Dalam paparan yang dihadiri oleh akademisi (Mahasiswa dan Dosen) di lingkungan FDIKOM UIN Jakarta, Syamsul Yakin menjelaskan bahwa, “Politik Sunni merupakan respons atas pemikiran dan gerakan dari politik Syi’ah, sehingga bisa dikatakan tidak otentik”. Bahkan sejak Al-Farabi, Mawardi, Al Gazali, Ibn Taimiyah, pemikiran politik sunni yang dihasilkan lebih bersifat normatif semata.
Presentasi politik Sunni yang berbasis pada pemikiran Al Ghazali bisa dilihat pada Dinasti Abbasiyah dan Dinasti Saljuk, di mana kedua dinasti tersebut menjalankan berbagai prinsip yang disampaikan oleh Al Ghazali dalam berbagai karyanya.
Secara komunikasi politik, apa yang disampaikan oleh Al Ghazali, demikian diulas oleh Ketua Prodi S2 KPI Tantan Hermansah, sangat memenuhi unsur-unsur teori dasar dari komunikasi politik. Antara lain, terdapat pengaruh media, agenda setting, pengelolaan informasi, fungsi memberikan pengaruh, partisipasi politik, serta penjelasan relasi elite dengan massa.

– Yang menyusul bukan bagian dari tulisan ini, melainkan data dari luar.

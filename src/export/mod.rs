//! ═══════════════════════════════════════════════════════════════════════════════
//! EXPORT MODULE — JSON Lines Persistence
//! ═══════════════════════════════════════════════════════════════════════════════
//!
//! Every persisted file is JSON Lines: one complete JSON document per line,
//! appended in a single write and never rewritten.
//!
//! - Input examples for the CLI
//! - Per-example attack records
//! - Adversarial demonstrations and their answers
//!
//! ═══════════════════════════════════════════════════════════════════════════════

pub mod jsonl;

pub use jsonl::{AnswerRecord, AttackInput, AttackRecord, DemoRecord, JsonlSink};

Diskusi semakin melebar ketika konteks pemikiran yang disampaikan oleh Al Ghazali dikaitkan dengan fenomena politik terkini. Pemateri menyampaikan bahwa di antara prinsip politik kaum Sunni adalah “mendapatkan semua; maka jangan sampai kehilangan semua”.
Tentu saja hal ini cukup mengundang banyak pertanyaan kritis dari para audiens, karena para pelaku politik hari ini banyak mempraktikkan model politik kaum Sunni ini. Diskusi ini sengaja dikembangkan untuk mendorong agar mahasiswa, terutama mereka yang belajar di magister KPI UIN Jakarta mendapatkan inspirasi yang sifatnya teoritis dan bersumber dari beragam pemikiran yang sudah lama tumbuh dalam tradisi Islam. Tantan Hermansah juga mengharapkan bahwa kontribusi dari diskusi ini tentu diarahkan untuk membantu mahasiswa mencapai kelulusan tepat waktu. [TH]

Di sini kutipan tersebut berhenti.